When you hear "children's books," the first thing that might come to mind is the classic picture book. But there are also easy readers, chapter books, middle grade, young adult, and a ton of other related categories of books aimed toward early readers. For example, The Very Hungry Caterpillar and Harry Potter are both children's books, but they are quite different in terms of level, length, and the amount of pictures.

Ehon are illustrated stories for children in which the text and images are integrated, and generally work together to tell a story.

For this article, however, the focus will be narrowed to picture books, or 絵本 (ehon). So what exactly can be considered ehon? To put it simply, ehon are illustrated stories for children in which the text and images are integrated, and generally work together to tell a story. It might seem obvious, but to consider the previous examples, The Very Hungry Caterpillar is a picture book but Harry Potter is not. I know, I know, but what about the illustrated version of Harry Potter ? No, still not a picture book, because the narrative does not rely on images on every page to help further the story and engage the reader — who, in the case of a picture book, is often being read to, not reading the book themselves. But for the sake of the resources I will introduce in this article, any book that is heavily-illustrated, from children's stories to encyclopedia-type specialty books known as 図鑑 (zukan) will be referred to as a "picture book."

Why Read Japanese Picture Books?

There's a reason I gravitated towards the picture books in Japanese bookstores — it was like the candy aisle in the grocery store. Amongst long rows of study guides and harried students, management tomes and surly salarymen, and "easy" cookbooks and the heavy mantle of my own failures, the children's section beckoned like a warm hug. It was a microcosm of bright colors, cozied with charmingly tiny tables and chairs, the shelves stuffed with titles I could actually read — or at least more or less figure out from the cover art.

Beyond the welcoming atmosphere of the children's section, as a Japanese language learner I also enjoy reading children's books because they feel more approachable. If you're still not convinced, here are a few more reasons to try them out.

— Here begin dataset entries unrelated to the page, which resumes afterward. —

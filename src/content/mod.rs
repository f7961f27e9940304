use std::path::PathBuf;

use crate::content::front_matter::FrontMatter;

pub mod content_file;
pub mod front_matter;
pub mod html_meta;
pub mod markdown_renderer;

/// One post after rendering: parsed metadata plus the HTML body.
pub struct Content {
    pub front_matter: FrontMatter,
    pub link: String,
    pub file_path: PathBuf,
    pub rendered: String,
}
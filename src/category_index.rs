use std::collections::HashMap;

/// Post counts per category, used for the sidebar and the per-category
/// pages of the static build.
#[derive(Default)]
pub struct CategoryIndex {
    counts: HashMap<String, u32>,
}

impl CategoryIndex {
    pub fn new() -> Self {
        CategoryIndex::default()
    }

    pub fn add_post(&mut self, categories: &[String]) {
        for category in categories {
            *self.counts.entry(category.clone()).or_insert(0) += 1;
        }
    }

    pub fn len(&self) -> usize {
        self.counts.len()
    }

    pub fn is_empty(&self) -> bool {
        self.counts.is_empty()
    }

    pub fn count(&self, category: &str) -> u32 {
        self.counts.get(category).copied().unwrap_or(0)
    }

    /// Categories ordered by post count descending, name as tie breaker.
    pub fn by_frequency(&self) -> Vec<String> {
        let mut entries: Vec<(&String, &u32)> = self.counts.iter().collect();
        entries.sort_by(|a, b| b.1.cmp(a.1).then_with(|| a.0.cmp(b.0)));
        entries.into_iter().map(|(name, _)| name.clone()).collect()
    }
}
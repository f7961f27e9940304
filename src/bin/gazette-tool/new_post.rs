use std::fmt::Write;
use std::fs::{create_dir, File};
use std::path::PathBuf;

use chrono::Local;

use gazette::content::front_matter::{
    render_front_matter, split_categories, FrontMatter, DEFAULT_LAYOUT,
};
use gazette::text_utils::post_slug;

use crate::{NewArgs, PostOutput};

fn get_author(args: &NewArgs) -> String {
    if let Some(ref name) = args.name {
        return name.clone();
    }

    let name = whoami::realname();
    if name.is_empty() {
        return whoami::username();
    }
    name
}

fn render_body() -> String {
    let mut buf = String::new();

    let _ = writeln!(&mut buf, "This is the opening of your post");
    let _ = writeln!(&mut buf, "Everything above the break ends up in the listing preview");
    let _ = writeln!(&mut buf, "");
    let _ = writeln!(&mut buf, "<!-- more -->");
    let _ = writeln!(&mut buf, "");
    let _ = writeln!(&mut buf, "And this is the rest of your post");

    buf
}

pub fn new_cmd(args: NewArgs) {
    let author = get_author(&args);
    let date = Local::now().fixed_offset();

    let req_title = match args.output {
        PostOutput::Stdout => false,
        _ => true,
    };

    if req_title && args.title.is_none() {
        eprintln!("For file and dir outputs, title is required");
        return;
    }

    let title = args
        .title
        .clone()
        .unwrap_or_else(|| "Replace with title".to_string());
    let categories = args
        .categories
        .as_deref()
        .map(split_categories)
        .unwrap_or_default();

    let front_matter = FrontMatter {
        layout: DEFAULT_LAYOUT.to_string(),
        title,
        date,
        categories,
        author,
    };

    let header = render_front_matter(&front_matter);
    let body = render_body();

    match args.output {
        PostOutput::Stdout => {
            println!("{}", header);
            println!("{}", body);
        }
        PostOutput::File => {
            use std::io::Write;
            let file_name = post_slug(&date.date_naive(), &front_matter.title);
            let file_name = format!("{}.md", file_name);
            println!("Creating file {}", file_name);
            let mut file = File::create(&file_name).unwrap();
            file.write_all(header.as_bytes()).unwrap();
            file.write_all(b"\n").unwrap();
            file.write_all(body.as_bytes()).unwrap();
        }
        PostOutput::Dir => {
            use std::io::Write;
            let dir_name = post_slug(&date.date_naive(), &front_matter.title);
            let file_name = "index.md";
            let full_path: PathBuf = PathBuf::from(&dir_name).join(file_name);
            println!("Creating dir post {}", full_path.display());
            create_dir(&dir_name).unwrap();
            let mut file = File::create(&full_path).unwrap();
            file.write_all(header.as_bytes()).unwrap();
            file.write_all(b"\n").unwrap();
            file.write_all(body.as_bytes()).unwrap();
        }
    };
}

#[cfg(test)]
mod tests {
    use chrono::{FixedOffset, TimeZone};

    use gazette::content::front_matter::scan_front_matter;

    use super::*;

    #[test]
    fn test_happy_case() {
        let front_matter = FrontMatter {
            layout: "post".to_string(),
            title: "This is a title".to_string(),
            date: FixedOffset::west_opt(3 * 3600)
                .unwrap()
                .with_ymd_and_hms(2024, 2, 27, 6, 20, 53)
                .unwrap(),
            categories: vec!["rust".to_string(), "blog".to_string()],
            author: "Thiago".to_string(),
        };

        let header = render_front_matter(&front_matter);
        assert_eq!(
            header,
            r##"---
layout: post
title: This is a title
date: 2024-02-27 06:20:53 -0300
categories: rust blog
author: Thiago
---
"##
        );
    }

    #[test]
    fn test_generated_post_parses_back() {
        let front_matter = FrontMatter {
            layout: DEFAULT_LAYOUT.to_string(),
            title: "Replace with title".to_string(),
            date: FixedOffset::east_opt(3600)
                .unwrap()
                .with_ymd_and_hms(2025, 1, 5, 9, 0, 0)
                .unwrap(),
            categories: vec![],
            author: "ana".to_string(),
        };

        let source = format!("{}\n{}", render_front_matter(&front_matter), render_body());
        let path = PathBuf::from("20250105_replace_with_title.md");
        let (raw, _) = scan_front_matter(&path, source.lines()).unwrap();
        let parsed = FrontMatter::from_raw(&path, &raw).unwrap();
        assert_eq!(parsed, front_matter);
    }
}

Especially for those at a lower level who are still learning to read in Japanese, pictures can be a game changer.

For one, you can't take it for granted that they visually make it more appealing and approachable. Compared to something that's text-only, pictures certainly lower the emotional hurdle of picking up a book and starting to read. Reading children's books doesn't feel like studying, even.

Learning new words from picture books can help you gain a better understanding of their nuance, and provide concrete examples of how and when they're typically used in context.

Pictures can also provide context to not only help you read, but read between the lines as well. In fact, research has shown that the combination of text with graphics like pictures or diagrams facilitates reading comprehension. 1 Images can help you understand words you may not know, and give you additional information about how to interpret the text. This means that pictures can also help you learn new words and phrases without translations. Learning through pictures is a more direct and intuitive approach than, say books with parallel translations. While learning new words through translation is a common approach for language learners (like flashcards), learning new words from picture books can help you gain a better understanding of their nuance, and provide concrete examples of how and when they're typically used in context, which is something direct translations can't always archieve.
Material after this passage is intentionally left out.